Reliability of Supply with an Increasing Renewable Generation Share
Managing an electricity supply industry with a large share of wind and solar generation capacity involves many new operational challenges, as demonstrated by the rolling blackouts of August 2020 in California. By replacing natural gas-fired and nuclear generation capacity with solar and wind generation capacity, California substituted on-demand generation capacity with generation capacity that only produces when the underlying resource — wind or sunshine — is available. Figure 1 shows the declining shares of natural gas and nuclear generation and increasing shares of wind and solar generation in California since 2013, the first compliance year of the state’s 33 percent by 2020 renewables portfolio standard goal.
In an empirical analysis of the behavior of the hourly output of more than 50 wind and solar generation unit locations in California, I found a high degree of contemporaneous correlation in the hourly output of individual solar and wind facilities. This implies a “feast or famine” distribution of aggregate wind and solar energy production, which can make it extremely challenging for system operators to meet the difference between the hourly system demand and hourly renewables production, typically called the net demand.
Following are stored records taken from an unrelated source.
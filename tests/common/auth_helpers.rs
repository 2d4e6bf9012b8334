//! Authentication test helpers
//!
//! Utilities for creating test users and tokens.

use sqlx::PgPool;
use uuid::Uuid;

use gatehouse::auth::sessions::create_token;
use gatehouse::auth::users::{create_user, User};

/// Test user credentials
pub struct TestUser {
    pub id: Uuid,
    pub email: String,
    pub password: String,
    pub token: String,
}

/// A unique email so tests can run in parallel
pub fn unique_email(tag: &str) -> String {
    format!("{}_{}@example.com", tag, Uuid::new_v4().simple())
}

/// Create a credential-registered test user
pub async fn create_test_user(
    pool: &PgPool,
    email: &str,
    password: &str,
) -> Result<TestUser, Box<dyn std::error::Error>> {
    let password_hash = bcrypt::hash(password, bcrypt::DEFAULT_COST)?;
    let user = create_user(pool, email, Some(&password_hash)).await?;
    let token = create_token(user.id, user.email.clone())?;

    Ok(TestUser {
        id: user.id,
        email: user.email,
        password: password.to_string(),
        token,
    })
}

/// Create a user the way a third-party sign-in would: no password hash
pub async fn create_oauth_only_user(
    pool: &PgPool,
    email: &str,
) -> Result<User, Box<dyn std::error::Error>> {
    Ok(create_user(pool, email, None).await?)
}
Net demand must be met by natural gas, coal, or other generation capacity that has controllable instantaneous output. These kinds of generation units are called “dispatchable,” to distinguish them from intermittent renewable units. As the amount of wind and solar generation capacity in a region increases, during the majority of hours of the year many dispatchable units are no longer needed to meet the net demand. However, because of the feast or famine nature of wind and solar energy production, there are still likely to be hours during the year when each of these units is required to meet the net demand. Figure 2 presents a graph of system demand, the hour-ahead forecast of system demand, and net demand for August 15, 2020, when 470 MW of load shedding occurred 6:25 pm to 6:47 pm. The rapid disappearance of solar energy production in the evening implies a rapid increase in net demand.
The intermittency of wind and solar energy production also implies that these dispatchable units will have to be switched on and off more frequently. Turning on a natural gas or coal generation unit incurs a significant up-front cost because fuel is burned without injecting electricity to the grid. These dispatchable generation units also have minimum safe operating levels, maximum safe operating levels, and minimum up-time and minimum down-time constraints. In addition, these units have ramping constraints that restrict how fast they move from one output level to another. Finally, transmission network capacity constraints can restrict the ability of all generation units to supply energy to where it is needed.
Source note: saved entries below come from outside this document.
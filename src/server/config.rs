/**
 * Server Configuration
 *
 * Loading and validation of server configuration: the user store handle
 * and the listen port. OAuth provider configuration lives with the OAuth
 * plumbing (`auth::oauth::OAuthRegistry::from_env`).
 *
 * # Error Handling
 *
 * Configuration errors are logged but do not prevent startup. A store
 * that fails to initialize is `None` and the server runs without it,
 * answering 503 on the endpoints that need it.
 */

use sqlx::PgPool;

/// Database configuration result
pub type DatabaseConfig = Option<PgPool>;

/// Load and initialize the user store handle
///
/// 1. Reads `DATABASE_URL` from the environment
/// 2. Creates a PostgreSQL connection pool
/// 3. Runs database migrations
///
/// # Returns
///
/// - `Some(PgPool)` if the store is successfully configured
/// - `None` if `DATABASE_URL` is not set or the connection fails
pub async fn load_database() -> DatabaseConfig {
    let database_url = match std::env::var("DATABASE_URL") {
        Ok(url) => url,
        Err(_) => {
            tracing::warn!("DATABASE_URL not set. Store-backed features will be disabled.");
            return None;
        }
    };

    tracing::info!("Connecting to database...");

    let pool = match PgPool::connect(&database_url).await {
        Ok(pool) => pool,
        Err(e) => {
            tracing::error!("Failed to create database connection pool: {:?}", e);
            tracing::warn!("Store-backed features will be disabled.");
            return None;
        }
    };

    tracing::info!("Database connection pool created successfully");

    tracing::info!("Running database migrations...");
    match sqlx::migrate!().run(&pool).await {
        Ok(_) => {
            tracing::info!("Database migrations completed successfully");
        }
        Err(e) => {
            // Migrations may already have been applied by another instance.
            tracing::error!("Failed to run database migrations: {:?}", e);
            tracing::warn!("Continuing without migrations - database might not be up to date");
        }
    }

    Some(pool)
}

/// Listen port, from `SERVER_PORT` with a local-development default
pub fn server_port() -> u16 {
    std::env::var("SERVER_PORT")
        .ok()
        .and_then(|p| p.parse().ok())
        .unwrap_or(3000)
}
An increasing the amount of intermittent generation in region makes the non-convexities and indivisibilities in production described above increasingly relevant. In addition, the requirement to deliver all electricity through a transmission network with finite transfer capacity between locations in the grid becomes increasingly important because of the substantial increase in volatility in net demand versus system demand. Christoph Graf, Federico Quaglia, and I demonstrate that electricity market designs that employ simplified models of the transmission network operation that ignore many transmission and generation unit operating constraints (such as the electricity market designs that existed in many regions of the US and currently exist throughout Europe) are increasingly costly to operate, particularly in regions with a growing share of intermittent renewables. A general conclusion from this work is that the market designer must make the market model that is used to set prices and dispatch generation units match as closely as possible the model that system operators use to operate the system in real time.
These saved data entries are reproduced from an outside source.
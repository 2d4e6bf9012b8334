/**
 * Authentication Middleware
 *
 * Middleware for routes that require a signed-in user. It extracts and
 * verifies the JWT from the Authorization header, confirms the user still
 * exists, and attaches the identity to the request extensions for the
 * handlers behind it.
 */

use axum::{
    extract::{Request, State},
    http::header::AUTHORIZATION,
    middleware::Next,
    response::Response,
};
use sqlx::PgPool;
use uuid::Uuid;

use crate::auth::decision::DenyReason;
use crate::auth::sessions::verify_token;
use crate::auth::users::get_user_by_id;
use crate::error::AuthError;
use crate::server::state::AppState;

/// Authenticated user data extracted from the session token
#[derive(Clone, Debug)]
pub struct AuthenticatedUser {
    pub user_id: Uuid,
    pub email: String,
}

/// Authentication middleware
///
/// 1. Extracts the JWT from the Authorization header (`Bearer <token>`)
/// 2. Verifies the token
/// 3. Confirms the user still exists in the store
/// 4. Attaches an [`AuthenticatedUser`] to the request extensions
///
/// Answers 401 for a missing or invalid token.
pub async fn auth_middleware(
    State(app_state): State<AppState>,
    mut request: Request,
    next: Next,
) -> Result<Response, AuthError> {
    let auth_header = request
        .headers()
        .get(AUTHORIZATION)
        .and_then(|h| h.to_str().ok())
        .ok_or_else(|| {
            tracing::warn!("Missing Authorization header");
            AuthError::Denied(DenyReason::UnknownUser)
        })?;

    let token = auth_header.strip_prefix("Bearer ").ok_or_else(|| {
        tracing::warn!("Invalid Authorization header format");
        AuthError::Denied(DenyReason::UnknownUser)
    })?;

    let claims = verify_token(token).map_err(|e| {
        tracing::warn!("Invalid token: {:?}", e);
        AuthError::Denied(DenyReason::UnknownUser)
    })?;

    let user_id = Uuid::parse_str(&claims.sub)
        .map_err(|e| {
            tracing::error!("Invalid user ID in token: {:?}", e);
            AuthError::Denied(DenyReason::UnknownUser)
        })?;

    if let Some(pool) = &app_state.db_pool {
        if let Err(e) = verify_user_exists(pool, user_id).await {
            tracing::warn!("Token user not found in store: {:?}", e);
            return Err(AuthError::Denied(DenyReason::UnknownUser));
        }
    }

    request.extensions_mut().insert(AuthenticatedUser {
        user_id,
        email: claims.email,
    });

    Ok(next.run(request).await)
}

/// Verify the user behind a token still exists
async fn verify_user_exists(pool: &PgPool, user_id: Uuid) -> Result<(), sqlx::Error> {
    get_user_by_id(pool, user_id)
        .await?
        .ok_or(sqlx::Error::RowNotFound)?;
    Ok(())
}

/// Axum extractor for the authenticated user
///
/// Usable as a handler parameter behind [`auth_middleware`]; rejects with
/// 401 if the middleware did not run.
#[derive(Clone, Debug)]
pub struct AuthUser(pub AuthenticatedUser);

impl axum::extract::FromRequestParts<AppState> for AuthUser {
    type Rejection = AuthError;

    async fn from_request_parts(
        parts: &mut axum::http::request::Parts,
        _state: &AppState,
    ) -> Result<Self, Self::Rejection> {
        let user = parts
            .extensions
            .get::<AuthenticatedUser>()
            .cloned()
            .ok_or_else(|| {
                tracing::warn!("AuthenticatedUser not found in request extensions");
                AuthError::Denied(DenyReason::UnknownUser)
            })?;

        Ok(AuthUser(user))
    }
}
/**
 * Router Configuration
 *
 * This module provides the main router creation function that combines
 * the API routes and the static presentation pages into a single Axum
 * router.
 *
 * # Route Order
 *
 * API routes are registered first and take precedence; anything else
 * falls through to the static file service that serves the login,
 * register and dashboard pages from `public/`.
 */

use axum::Router;
use tower_http::services::ServeDir;

use crate::routes::api_routes::configure_api_routes;
use crate::server::state::AppState;

/// Create the Axum router with all routes configured
///
/// # Arguments
///
/// * `app_state` - Application state (store handle, provider registry,
///   pending authorizations)
///
/// # Returns
///
/// Configured Axum Router ready to serve requests
pub fn create_router(app_state: AppState) -> Router<()> {
    let router = Router::new();

    // API routes
    let router = configure_api_routes(router, &app_state);

    // Presentation pages (login, register, dashboard)
    let router = router.fallback_service(ServeDir::new("public"));

    router.with_state(app_state)
}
The increased energy supply risk from a larger share of wind and solar resources also increases the expected benefits from risk-management services. Akshaya Jha and I find that the actions of purely financial participants who do not own generation capacity or serve demand can reduce the cost of serving demand, particularly during high-load conditions when all of these operating constraints are likely to be most relevant. The actions of these purely financial participants make the generation schedules that emerge from the day-ahead market closer to how these generation units actually operate in real time, thereby reducing the need for costly increases or decreases in their output in real time.
Strategies for Active Participation of Final Demand in the Wholesale Market
As the share of energy from wind and solar resources increases, system operators have fewer supply options to deploy to maintain real-time system balance at all locations in the transmission network. Consumers can no longer be passive participants in the wholesale market. By shifting the demand for grid-supplied electricity from hours when the wind and solar resources are not producing to the hours when they are allows system operators to maintain system balance with fewer dispatchable resources, thereby reducing the cost of serving demand. Laura Andersen, Lars Gårn Hansen, Carsten Jensen, and I performed a field experiment involving residential consumers in Denmark to investigate the willingness of consumers to shift consumption away from or into certain hours of the day if prodded at short notice using cellphone text messages.
This experiment provided Danish residential consumers with dynamic price and environmental signals aimed at causing them to shift their consumption either “into” or “away” from certain time periods. We found that the same marginal price signal caused substantially larger consumption shifts “into” target hours compared to consumption shifts “away” from target hours. We also found that consumption is reduced in the hours before and after the “into” target hours. There is weaker evidence of increased consumption in the hours surrounding the “away” target hours. The same “into” versus “away” results hold for the environmental signals, although the absolute size of the effects is smaller. For both the price and environmental treatments, the same qualitative results are obtained, but with uniformly smaller quantitative magnitudes. We use these estimates to perform counterfactual experiments in which all of an electricity retailer’s residential customers are assumed to face these dynamic price signals. We find substantial wholesale energy cost savings for the retailer from declaring “into” events designed to shift consumption from higher to lower demand hours within the day, which suggests that such a pricing strategy could significantly reduce the cost of increasing the share of wind and solar electricity generation.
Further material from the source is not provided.